Macphail’s most notable literary achievement was founding and editing The University Magazine. Macphail created the quarterly to address Canadian issues and to provide the country with intellectual leadership. He contributed 43 articles to the magazine himself, but also paid other contributors, an unusual practice that ensured excellent quality and allowed Macphail to mould the magazine according to his own opinions. Although The University Magazine set the writing standard in English-speaking Canada, its content was often controversial. Macphail once listed his critics as Liberals, Conservatives, assorted professors, and the daily press.

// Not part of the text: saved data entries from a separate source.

//! Client for the face-comparison service's `POST /compare_faces/` endpoint.
//!
//! The service answers `{"match", "score", "threshold"}` where `score` is the
//! raw face distance. When it cannot find a face it still answers 200, with a
//! `message` and a zero score; that shape is reported as
//! [`CollaboratorError::NoFaceDetected`] so a zero distance is never mistaken
//! for a perfect match.

use bytes::Bytes;
use ekyc_core::{CollaboratorError, collaborator::FaceComparator};
use reqwest::multipart::Form;
use serde::Deserialize;
use tracing::debug;

use super::{Endpoint, image_part};

#[derive(Deserialize)]
struct CompareResponse {
  score:     f64,
  #[serde(default)]
  threshold: Option<f64>,
  #[serde(default)]
  message:   Option<String>,
}

#[derive(Debug, Clone)]
pub struct HttpFaces {
  endpoint: Endpoint,
}

impl HttpFaces {
  pub fn new(endpoint: Endpoint) -> Self { Self { endpoint } }
}

impl FaceComparator for HttpFaces {
  async fn compare(
    &self,
    selfie: Bytes,
    document: Bytes,
  ) -> Result<f64, CollaboratorError> {
    let form = Form::new()
      .part("file1", image_part(selfie, "selfie.jpg"))
      .part("file2", image_part(document, "document.jpg"));

    let resp: CompareResponse =
      self.endpoint.post_multipart("/compare_faces/", form).await?;

    if let Some(message) = resp.message {
      debug!(%message, "face service found no face");
      return Err(CollaboratorError::NoFaceDetected);
    }
    debug!(distance = resp.score, service_threshold = ?resp.threshold, "faces compared");
    Ok(resp.score)
  }
}

#[cfg(test)]
mod tests {
  use std::time::Duration;

  use axum::{Json, Router, extract::Multipart, routing::post};
  use serde_json::{Value, json};

  use super::*;
  use crate::clients::{http_client, test_server};

  fn faces(url: String) -> HttpFaces {
    let client = http_client(Duration::from_secs(2)).unwrap();
    HttpFaces::new(Endpoint::new(client, url, Duration::from_secs(2)))
  }

  async fn serve(reply: Value) -> String {
    let app = Router::new().route(
      "/compare_faces/",
      post(move |mut form: Multipart| async move {
        let mut names = Vec::new();
        while let Some(field) = form.next_field().await.unwrap() {
          names.push(field.name().unwrap_or_default().to_owned());
        }
        assert_eq!(names, ["file1", "file2"]);
        Json(reply)
      }),
    );
    test_server::spawn(app).await
  }

  #[tokio::test]
  async fn returns_raw_distance() {
    let url = serve(json!({ "match": true, "score": 0.31, "threshold": 0.4 })).await;
    let distance = faces(url)
      .compare(Bytes::from_static(b"selfie"), Bytes::from_static(b"doc"))
      .await
      .unwrap();
    assert!((distance - 0.31).abs() < 1e-9);
  }

  #[tokio::test]
  async fn message_means_no_face() {
    let url = serve(json!({
      "match": false,
      "score": 0.0,
      "threshold": 0.4,
      "message": "no face found in one or both images",
    }))
    .await;
    let err = faces(url)
      .compare(Bytes::from_static(b"selfie"), Bytes::from_static(b"doc"))
      .await
      .unwrap_err();
    assert_eq!(err, CollaboratorError::NoFaceDetected);
  }
}
//! # chama-sync
//!
//! Offline-first replication between the local store and a shared remote
//! document store.
//!
//! - [`push`] sends unsynced entities and acknowledges them atomically
//! - [`pull`] applies remote changes through the [`resolver`], then repairs
//!   duplicate canonical ids and runs the optional [`PullHook`]
//! - [`session`] owns the live pull subscriptions
//! - [`pipeline::run`] is the one-shot entrypoint used by the CLI and daemon

pub mod backlog;
pub mod document;
pub mod error;
pub mod pipeline;
pub mod pull;
pub mod push;
pub mod remote;
pub mod resolver;
pub mod session;

pub use document::Document;
pub use error::SyncError;
pub use pipeline::{SyncMode, SyncSummary};
pub use pull::{apply_and_settle, apply_change, NoHook, PullCounters, PullHook, PullOutcome};
pub use push::{push_unsynced, PushReport};
pub use remote::{ChangeEvent, ChangeKind, ChangeStream, DirRemote, MemoryRemote, RemoteStore};
pub use session::SyncSession;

Macphail discontinued The University Magazine shortly after returning from serving with the Canadian Army Medical Corps during the First World War. He continued to write mostly social criticism, which rejected industrialization and the other changes rapidly taking place in Macphail’s society. The Master’s Wife, a semi-autobiographical reminiscence of rural P.E.I., was Macphail’s most personal composition. It reflects his love of the quiet, country life that he experienced during his childhood.
With the exception of the war years, Macphail spent every summer from 1905 until his death in 1938 at his family home in Orwell. Sir Andrew Macphail became a National Historic Person in 1945.